The advisor likely knows the client personally and would therefore have a better grasp on the client’s personal reputation, business reputation, and other personal information. Field underwriting refers to the initial decision an insurance agent or producer makes about a potential client’s ability to meet the insurer’s underwriting requirements. The agent decides after performing an initial evaluation of the asset or person.
What Is the Underwriter’s Role?
In the case of an IPO, a securities underwriter prices, sells and resells a company’s shares. Underwriting insurance is similar to underwriting a loan, except that the insurers weigh the probability and size of the average claim compared to the premiums that they expect to collect. In the case of property and auto insurance policies, this is based on factors like the age of the insured, their geographical location, and their past history of making claims. For homeowners and commercial property coverages, they must avoid a large concentration of risks in the same geographic area, as a catastrophic event (such as a hurricane) would mean huge losses for the company.
px” alt=”field underwriting”/>field underwriting also serves as a way to prevent adverse selection. The agent also gets an opportunity to explain to the potential client what they are to expect from the insurance company so that realistic goals are set.

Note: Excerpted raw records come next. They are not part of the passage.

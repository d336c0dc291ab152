//! Encounter type to visit type mapping.
//!
//! The mapping lives in the `visits.encounterTypeToVisitTypeMapping` global
//! property as a comma separated list of `encounterType:visitType` pairs.
//! Either side may be a numeric id or a uuid, e.g. `"3:4, 5:2, 1:2"`.

use medrec_core::{EncounterType, VisitType, is_numeric_id};
use tracing::warn;

use crate::directory::VisitTypeDirectory;
use crate::{ServiceError, ServiceResult};

/// Reference to a visit type by id or uuid.
#[derive(Debug, Clone, PartialEq, Eq)]
pub enum VisitTypeRef {
    Id(i32),
    Uuid(String),
}

impl VisitTypeRef {
    /// All-digit values are ids, anything else is a uuid. An empty value or
    /// an id that does not fit in an `i32` is a configuration error.
    pub fn parse(value: &str) -> ServiceResult<Self> {
        if value.is_empty() || is_numeric_id(value) {
            return value.parse().map(Self::Id).map_err(|_| {
                ServiceError::configuration(format!("Invalid visit type id in mapping: '{value}'"))
            });
        }
        Ok(Self::Uuid(value.to_string()))
    }

    pub async fn resolve(
        &self,
        directory: &dyn VisitTypeDirectory,
    ) -> ServiceResult<Option<VisitType>> {
        match self {
            Self::Id(id) => directory.visit_type(*id).await,
            Self::Uuid(uuid) => directory.visit_type_by_uuid(uuid).await,
        }
    }
}

/// One `key:value` pair of the mapping.
#[derive(Debug, Clone, PartialEq, Eq)]
pub struct MappingEntry {
    /// Encounter type id (decimal) or uuid
    pub encounter_type: String,
    /// Raw visit type id or uuid
    pub visit_type: String,
}

impl MappingEntry {
    pub fn matches(&self, encounter_type: &EncounterType) -> bool {
        self.encounter_type == encounter_type.encounter_type_id.to_string()
            || self.encounter_type == encounter_type.uuid
    }
}

/// Split a mapping value into entries in declared order.
///
/// Entries are split at the first `:`. Entries with no `:` or an empty key
/// are skipped.
pub fn parse_mapping(value: &str) -> Vec<MappingEntry> {
    value
        .split(',')
        .filter_map(|raw| {
            let entry = raw
                .split_once(':')
                .map(|(key, value)| (key.trim(), value.trim()))
                .filter(|(key, _)| !key.is_empty());
            match entry {
                Some((key, value)) => Some(MappingEntry {
                    encounter_type: key.to_string(),
                    visit_type: value.to_string(),
                }),
                None => {
                    if !raw.trim().is_empty() {
                        warn!(entry = %raw.trim(), "Skipping malformed visit type mapping entry");
                    }
                    None
                }
            }
        })
        .collect()
}

/// Resolve the visit type for `encounter_type` from a mapping value.
///
/// A blank mapping falls back to the first visit type in the directory.
/// A non-blank mapping with no resolvable entry for the encounter type is a
/// configuration error.
pub async fn resolve_visit_type(
    mapping: &str,
    encounter_type: &EncounterType,
    directory: &dyn VisitTypeDirectory,
) -> ServiceResult<VisitType> {
    if mapping.trim().is_empty() {
        return directory
            .all_visit_types()
            .await?
            .into_iter()
            .next()
            .ok_or_else(|| ServiceError::configuration("No visit types are defined"));
    }

    for entry in parse_mapping(mapping) {
        if !entry.matches(encounter_type) {
            continue;
        }
        let reference = VisitTypeRef::parse(&entry.visit_type)?;
        if let Some(visit_type) = reference.resolve(directory).await? {
            return Ok(visit_type);
        }
    }

    Err(ServiceError::configuration(format!(
        "Global Property: {} does not have a mapping for encounter type: {}",
        medrec_config::names::GP_ENCOUNTER_TYPE_TO_VISIT_TYPE_MAPPING,
        encounter_type.name
    )))
}

#[cfg(test)]
mod tests {
    use super::*;
    use crate::directory::InMemoryDirectory;

    fn directory() -> InMemoryDirectory {
        InMemoryDirectory::with_types(
            [
                VisitType::new(4, "Initial HIV Clinic Visit"),
                VisitType::new(2, "Return TB Clinic Visit").with_uuid("759799ab-c9a5-435e-b671-77773ada74e4"),
                VisitType::new(1, "Initial TB Clinic Visit"),
            ],
            Vec::<EncounterType>::new(),
        )
    }

    #[test]
    fn test_parse_mapping() {
        let entries = parse_mapping("3:4, 5:2,bad, :7,1:2 ");
        assert_eq!(
            entries,
            vec![
                MappingEntry {
                    encounter_type: "3".into(),
                    visit_type: "4".into()
                },
                MappingEntry {
                    encounter_type: "5".into(),
                    visit_type: "2".into()
                },
                MappingEntry {
                    encounter_type: "1".into(),
                    visit_type: "2".into()
                },
            ]
        );
    }

    #[test]
    fn test_parse_mapping_splits_at_first_colon() {
        let entries = parse_mapping("a:b:c");
        assert_eq!(entries[0].encounter_type, "a");
        assert_eq!(entries[0].visit_type, "b:c");
    }

    #[test]
    fn test_visit_type_ref() {
        assert_eq!(VisitTypeRef::parse("42").unwrap(), VisitTypeRef::Id(42));
        assert_eq!(
            VisitTypeRef::parse("abc-1").unwrap(),
            VisitTypeRef::Uuid("abc-1".into())
        );
        assert!(VisitTypeRef::parse("").unwrap_err().is_configuration_error());
        assert!(
            VisitTypeRef::parse("99999999999")
                .unwrap_err()
                .is_configuration_error()
        );
    }

    #[test]
    fn test_entry_matches_id_or_uuid() {
        let et = EncounterType::new(5, "Return").with_uuid("et-5");
        let by_id = MappingEntry {
            encounter_type: "5".into(),
            visit_type: "2".into(),
        };
        let by_uuid = MappingEntry {
            encounter_type: "et-5".into(),
            visit_type: "2".into(),
        };
        let other = MappingEntry {
            encounter_type: "6".into(),
            visit_type: "2".into(),
        };
        assert!(by_id.matches(&et));
        assert!(by_uuid.matches(&et));
        assert!(!other.matches(&et));
    }

    #[tokio::test]
    async fn test_resolves_by_id() {
        let dir = directory();
        let vt = resolve_visit_type("3:4, 5:2, 1:2", &EncounterType::new(5, "Return"), &dir)
            .await
            .unwrap();
        assert_eq!(vt.visit_type_id, 2);
    }

    #[tokio::test]
    async fn test_resolves_uuids_on_both_sides() {
        let dir = directory();
        let et = EncounterType::new(7, "Lab").with_uuid("07000be2-26b6-4cce-8b40-866d8435b613");
        let vt = resolve_visit_type(
            "07000be2-26b6-4cce-8b40-866d8435b613:759799ab-c9a5-435e-b671-77773ada74e4",
            &et,
            &dir,
        )
        .await
        .unwrap();
        assert_eq!(vt.visit_type_id, 2);
    }

    #[tokio::test]
    async fn test_first_resolvable_entry_wins() {
        let dir = directory();
        let vt = resolve_visit_type("5:99, 5:1, 5:4", &EncounterType::new(5, "Return"), &dir)
            .await
            .unwrap();
        assert_eq!(vt.visit_type_id, 1);
    }

    #[tokio::test]
    async fn test_unparseable_visit_type_fails_instead_of_falling_through() {
        let dir = directory();
        let et = EncounterType::new(5, "Return");
        for mapping in ["5:, 5:2", "5:99999999999, 5:2"] {
            let err = resolve_visit_type(mapping, &et, &dir).await.unwrap_err();
            assert!(err.is_configuration_error(), "{mapping}");
        }

        // entries for other encounter types are not parsed
        let vt = resolve_visit_type("3:, 5:2", &et, &dir).await.unwrap();
        assert_eq!(vt.visit_type_id, 2);
    }

    #[tokio::test]
    async fn test_unmapped_encounter_type_is_an_error() {
        let dir = directory();
        let err = resolve_visit_type("3:4, 5:2, 1:2", &EncounterType::new(9, "Pharmacy"), &dir)
            .await
            .unwrap_err();
        assert!(err.is_configuration_error());
        assert_eq!(
            err.to_string(),
            "Global Property: visits.encounterTypeToVisitTypeMapping does not have a mapping for encounter type: Pharmacy"
        );
    }

    #[tokio::test]
    async fn test_blank_mapping_uses_first_visit_type() {
        let dir = directory();
        let vt = resolve_visit_type("  ", &EncounterType::new(9, "Pharmacy"), &dir)
            .await
            .unwrap();
        assert_eq!(vt.visit_type_id, 4);
    }

    #[tokio::test]
    async fn test_blank_mapping_without_visit_types() {
        let dir = InMemoryDirectory::new();
        let err = resolve_visit_type("", &EncounterType::new(9, "Pharmacy"), &dir)
            .await
            .unwrap_err();
        assert!(err.is_configuration_error());
    }
}
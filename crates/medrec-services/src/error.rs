//! Service layer error types.

use medrec_auth::AuthError;
use medrec_config::ConfigError;
use medrec_core::CoreError;

/// Errors returned by medrec services.
#[derive(Debug, thiserror::Error)]
pub enum ServiceError {
    /// The system is set up in a way that cannot satisfy the request.
    #[error("{message}")]
    Configuration {
        /// Full description, shown to the caller as is.
        message: String,
    },

    /// No visit assignment handler is registered under this name.
    #[error("Unknown visit assignment handler: {name}")]
    UnknownHandler { name: String },

    #[error(transparent)]
    Auth(#[from] AuthError),

    #[error(transparent)]
    Config(#[from] ConfigError),

    #[error(transparent)]
    Core(#[from] CoreError),
}

impl ServiceError {
    #[must_use]
    pub fn configuration(message: impl Into<String>) -> Self {
        Self::Configuration {
            message: message.into(),
        }
    }

    #[must_use]
    pub fn unknown_handler(name: impl Into<String>) -> Self {
        Self::UnknownHandler { name: name.into() }
    }

    /// Returns `true` for authorization denials.
    #[must_use]
    pub fn is_denied(&self) -> bool {
        matches!(self, Self::Auth(err) if err.is_denial())
    }

    /// Returns `true` for setup defects that retrying will not fix.
    #[must_use]
    pub fn is_configuration_error(&self) -> bool {
        matches!(
            self,
            Self::Configuration { .. } | Self::UnknownHandler { .. } | Self::Config(_)
        )
    }

    /// Returns `true` if the caller sent something invalid.
    #[must_use]
    pub fn is_client_error(&self) -> bool {
        match self {
            Self::Auth(err) => err.is_denial(),
            Self::Core(err) => err.is_client_error(),
            _ => false,
        }
    }
}

pub type ServiceResult<T> = std::result::Result<T, ServiceError>;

For example, you might mention to an underwriter that this is a long-time client of the brokerage with many policies or any expectations that the client has around premiums. This information helps the underwriter understand the risk better and allows them to work with the agent to win the business (ie. by adjusting premiums to beat competing quotes or to match client expectations as much as possible). Investors rely on underwriters because they determine if a business risk is worth taking. For example, in an initial public offering (IPO), the underwriter might purchase the entire IPO issue and sell it to investors.
To gauge interest in the investment, the IPO specialists contact a large network of investment organizations—such as mutual funds and insurance companies. The amount of interest received by these large institutional investors helps an underwriter set the IPO price of the company’s stock. The time frame for underwriting varies among different investment products, as the underwriter will have to spend some time examining the risk profile of each investment.
Account managers can also become controllers, who are responsible for the financial health and integrity of a company. Knowing how to be an effective field underwriter can save you and your clients time and money, as well as establish a solid reputation for you. At Leisure Werden & Terry, we have the best multi-carrier https://www.1investing.in/ and quick-quote management tool in the industry. You’ve spent a fair amount of time with a prospect, laying out how and why your products and services will be a benefit to them. You’re asking questions, (though you’re not really sure they’re the right ones because you missed that training session!), and your potential customer decides to pull the trigger. The underwriter also guarantees that a specific number of shares will be sold at that initial price and purchase any surplus.